Yo estaba furiosa. Su amigo Francis Bacon, al que tanto había ayudado, había hablado por la acusación. Cuando pensé en todo lo que Essex había hecho por Bacon me enfurecí le llamé «¡Falso amigo y traidor!»Penélope movió la cabeza con tristeza. A Bacon le habían obligado a elegir. Tenía que considerar sus obligaciones para con la Reina y compararlas con sus obligaciones hacia Essex. Por supuesto, dijo Penélope, había de elegir a favor de la Reina.

—Essex habría elegido a favor de su amigo —indiqué.

—Sí, madre querida —replicó—, pero mira a dónde le han llevado sus actos.

Yo sabía que mi hijo estaba condenado.

Sin embargo, quedaba una esperanza. La Reina le había amado, y yo podía recordar cómo había perdonado una y otra vez a Leicester. Aunque Leicester nunca se había sublevado contra ella en una rebelión armada. ¿Qué excusa podía haber para lo que había hecho Essex? Tenía que ser razonable y admitir que no había ninguna.

Le consideraron culpable, cosa que yo suponía, y le condenaron a muerte… y con él al pobre Christopher. Yo estaba abrumada y desolada, pues temía que muy pronto me privarían de un esposo y un hijo.




Lo que siguió fue una pesadilla. Ella no podía hacer aquello. No podía. Pero, ¿por qué no? Quienes la rodeaban, le aseguraron que debía hacerlo. Raleigh (eterno enemigo de Essex), Cecil, Lord Grey, todos ellos explicaron a la Reina que no tenía alternativa posible. Sin embargo, ella era una mujer de fuertes sentimientos. Cuando amaba, amaba profundamente, y desde luego a él le había amado. Dejando a Leicester a un lado, había sido el hombre más importante de su vida.

¿Y si Leicester hubiese hecho lo que había osado hacer Essex? Pero no, nunca lo habría hecho. Leicester no era un necio. Pobre Essex, su vida había estado llena de acciones suicidas, y ahora nada podía salvarle.

¿O sí?

Mi esposo y mi hijo estaban condenados a muerte. Yo era parienta de la Reina. ¿Se compadecería de mí? Ay, si pudiera verla.

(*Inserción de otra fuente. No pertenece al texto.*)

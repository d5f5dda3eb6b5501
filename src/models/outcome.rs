//! 运行报告
//!
//! 每个样本一条结构化结果记录，运行结束后写成 JSON

use std::path::PathBuf;

use chrono::{DateTime, Local};
use serde::Serialize;

use crate::error::FailureKind;
use crate::models::{ProcessHandle, Termination};

/// 样本处理状态
#[derive(Debug, Clone, Copy, PartialEq, Eq, Serialize)]
#[serde(rename_all = "snake_case")]
pub enum ItemStatus {
    Succeeded,
    Failed,
}

/// 单个样本的处理结果
#[derive(Debug, Clone, Serialize)]
pub struct ItemOutcome {
    pub name: String,
    pub artifact: PathBuf,
    pub batch: usize,
    pub status: ItemStatus,
    #[serde(skip_serializing_if = "Option::is_none")]
    pub failure_kind: Option<FailureKind>,
    #[serde(skip_serializing_if = "Option::is_none")]
    pub reason: Option<String>,
    #[serde(skip_serializing_if = "Option::is_none")]
    pub termination: Option<Termination>,
    #[serde(skip_serializing_if = "Option::is_none")]
    pub cleanup_error: Option<String>,
}

impl ItemOutcome {
    /// 从已关闭的句柄生成结果记录
    pub fn from_handle(handle: &ProcessHandle) -> Self {
        let status = if handle.succeeded() {
            ItemStatus::Succeeded
        } else {
            ItemStatus::Failed
        };

        Self {
            name: handle.item().base_name().to_string(),
            artifact: handle.item().artifact().to_path_buf(),
            batch: handle.batch(),
            status,
            failure_kind: handle.failure().map(|e| e.kind()),
            reason: handle.failure().map(|e| e.to_string()),
            termination: handle.termination(),
            cleanup_error: handle.cleanup_error().map(|e| e.to_string()),
        }
    }

    pub fn is_success(&self) -> bool {
        self.status == ItemStatus::Succeeded
    }
}

/// 整次运行的报告
#[derive(Debug, Clone, Serialize)]
pub struct RunReport {
    pub started_at: DateTime<Local>,
    pub finished_at: Option<DateTime<Local>>,
    pub concurrency: usize,
    pub batches: usize,
    pub total: usize,
    pub succeeded: usize,
    pub failed: usize,
    pub items: Vec<ItemOutcome>,
}

impl RunReport {
    pub fn new(concurrency: usize) -> Self {
        Self {
            started_at: Local::now(),
            finished_at: None,
            concurrency,
            batches: 0,
            total: 0,
            succeeded: 0,
            failed: 0,
            items: Vec::new(),
        }
    }

    pub fn record(&mut self, outcome: ItemOutcome) {
        self.total += 1;
        if outcome.is_success() {
            self.succeeded += 1;
        } else {
            self.failed += 1;
        }
        self.items.push(outcome);
    }

    pub fn finish(&mut self) {
        self.finished_at = Some(Local::now());
    }

    pub fn has_failures(&self) -> bool {
        self.failed > 0
    }
}

#[cfg(test)]
mod tests {
    use super::*;
    use crate::error::InstanceError;
    use crate::models::{Pid, WindowId, WorkItem};
    use std::path::Path;

    #[test]
    fn test_outcome_from_failed_handle() {
        let item = WorkItem::new("in/B.vtser", Path::new("out"), "_model");
        let mut handle = ProcessHandle::new(item, 2);
        handle.set_pid(Pid(42));
        handle.window_found(WindowId(1));
        handle.fail(InstanceError::EmptyClipboard {
            target: "模型数据".to_string(),
        });
        handle.closed(Termination::Graceful, None);

        let outcome = ItemOutcome::from_handle(&handle);
        assert_eq!(outcome.name, "B");
        assert_eq!(outcome.batch, 2);
        assert_eq!(outcome.status, ItemStatus::Failed);
        assert_eq!(outcome.failure_kind, Some(FailureKind::Extraction));

        let json = serde_json::to_value(&outcome).unwrap();
        assert_eq!(json["status"], "failed");
        assert_eq!(json["failure_kind"], "extraction");
        assert_eq!(json["termination"], "graceful");
        assert!(json.get("cleanup_error").is_none());
    }

    #[test]
    fn test_report_tally() {
        let mut report = RunReport::new(4);
        for (name, ok) in [("A", true), ("B", false), ("C", true)] {
            report.record(ItemOutcome {
                name: name.to_string(),
                artifact: PathBuf::from(format!("{}.vtser", name)),
                batch: 1,
                status: if ok { ItemStatus::Succeeded } else { ItemStatus::Failed },
                failure_kind: None,
                reason: None,
                termination: Some(Termination::Graceful),
                cleanup_error: None,
            });
        }
        report.finish();

        assert_eq!(report.total, 3);
        assert_eq!(report.succeeded, 2);
        assert_eq!(report.failed, 1);
        assert!(report.has_failures());
        assert!(report.finished_at.is_some());
    }
}
//! Collaborator traits at the edges of the lookup and avatar services
//!
//! The services never talk to a network or a UI directly. Providers,
//! image downloaders, persistent image stores and listeners all plug in
//! through the traits below.

use async_trait::async_trait;

use crate::errors::TransportResult;
use crate::models::{LookupKey, LookupResponse};
use crate::services::avatar_cache::Bitmap;

/// Remote phone number lookup provider
///
/// `start` and `stop` bracket the running lifecycle of the lookup service;
/// `fetch` and `report_spam` are only called in between. Timeouts and retries
/// are the provider's business.
#[cfg_attr(test, mockall::automock)]
#[async_trait]
pub trait PhoneLookupTransport: Send + Sync {
    /// Bring the provider up. An error leaves the lookup service stopped.
    fn start(&self) -> TransportResult<()>;

    /// Release provider resources. Requests still in flight may complete.
    fn stop(&self);

    /// Resolve caller attribution for a canonical key
    async fn fetch(&self, key: &LookupKey) -> TransportResult<LookupResponse>;

    /// Report the number behind `key` as spam
    async fn report_spam(&self, key: &LookupKey) -> TransportResult<()>;

    fn supports_spam_reporting(&self) -> bool;

    /// Human-readable provider name for attribution
    fn provider_name(&self) -> String;
}

/// Downloads raw image bytes for an avatar key (the key is the image URL)
#[async_trait]
pub trait ImageFetchTransport: Send + Sync {
    async fn download(&self, key: &LookupKey) -> TransportResult<Vec<u8>>;
}

/// Extension point for a persistent avatar tier.
///
/// No implementation ships with the crate; a cache without one treats every
/// persistent lookup as a miss.
pub trait PersistentImageTier: Send + Sync {
    fn load(&self, key: &LookupKey) -> Option<Bitmap>;
    fn store(&self, key: &LookupKey, image: &Bitmap);
}

/// Subscriber interested in results for one or more keys.
///
/// Notifications arrive on the delivery context for fetch completions, or on
/// the caller's thread when `lookup` finds a cached value.
pub trait LookupListener: Send + Sync {
    fn on_new_info(&self, response: &LookupResponse);
}

impl<F> LookupListener for F
where
    F: Fn(&LookupResponse) + Send + Sync,
{
    fn on_new_info(&self, response: &LookupResponse) {
        self(response)
    }
}
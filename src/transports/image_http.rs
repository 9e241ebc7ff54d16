use async_trait::async_trait;
use reqwest::Client;
use std::time::Duration;
use tracing::debug;
use url::Url;

use crate::errors::{AppResult, TransportError, TransportResult};
use crate::models::LookupKey;
use crate::services::ImageFetchTransport;

/// Downloads avatar images; the cache key is the image URL
pub struct HttpImageFetcher {
    client: Client,
}

impl HttpImageFetcher {
    pub fn new(request_timeout: Duration) -> AppResult<Self> {
        let client = Client::builder().timeout(request_timeout).build()?;
        Ok(Self { client })
    }
}

#[async_trait]
impl ImageFetchTransport for HttpImageFetcher {
    async fn download(&self, key: &LookupKey) -> TransportResult<Vec<u8>> {
        let url = Url::parse(key.as_str())
            .map_err(|e| TransportError::decode(key.as_str(), format!("not a URL: {e}")))?;

        let response = self
            .client
            .get(url)
            .send()
            .await
            .map_err(|e| TransportError::from_reqwest(key.as_str(), &e))?;

        let status = response.status();
        if !status.is_success() {
            return Err(TransportError::Http {
                status: status.as_u16(),
                message: status.canonical_reason().unwrap_or("Unknown").to_string(),
            });
        }

        let bytes = response
            .bytes()
            .await
            .map_err(|e| TransportError::from_reqwest(key.as_str(), &e))?;
        debug!("Downloaded {} bytes for avatar {}", bytes.len(), key);
        Ok(bytes.to_vec())
    }
}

Pensé que a Frances quizá la recibiese. Siempre había sentido mucho afecto por su Moro, y ella era su hija. Además, Essex había sido notoriamente infiel a Frances y la Reina debía haberla compadecido por ello, lo cual sin duda habría atenuado la irritación que el matrimonio le había producido.

La pobre Frances estaba desolada. Le había amado profundamente, y había estado con él casi hasta el final de su libertad. Me pregunté si él habría sido entonces tierno con ella. Ojalá.

—Frances —le aconsejé—. Id a ver a la Reina. Llorad y suplicad que acepte verme. Decidle que le suplico que conceda este favor a una mujer que ha enviudado dos veces y que es muy probable que vuelva a enviudar. Explicadle que me permita verla. Decidle que sé que tiene un gran corazón bajo su dureza de Reina, y que si acepta verme ahora, la bendeciré toda mi vida.

Francés obtuvo una audiencia, durante la cual la Reina le consoló diciéndole que había sido un triste día para ella aquél en que había perdido a un gran hombre como Sidney y se había casado con un traidor.

Y, ante mi sorpresa, también a mí me concedió audiencia.

Así pues, comparecí ante su presencia una vez más. Pero esta vez de rodillas para suplicar por la vida de mi hijo. Ella vestía de negro (supongo que por Essex), pero su traje estaba cubierto de perlas; mantenía la cabeza erguida sobre la gorguera y tenía la cara muy pálida entre aquellos rizos demasiado rojos de la peluca.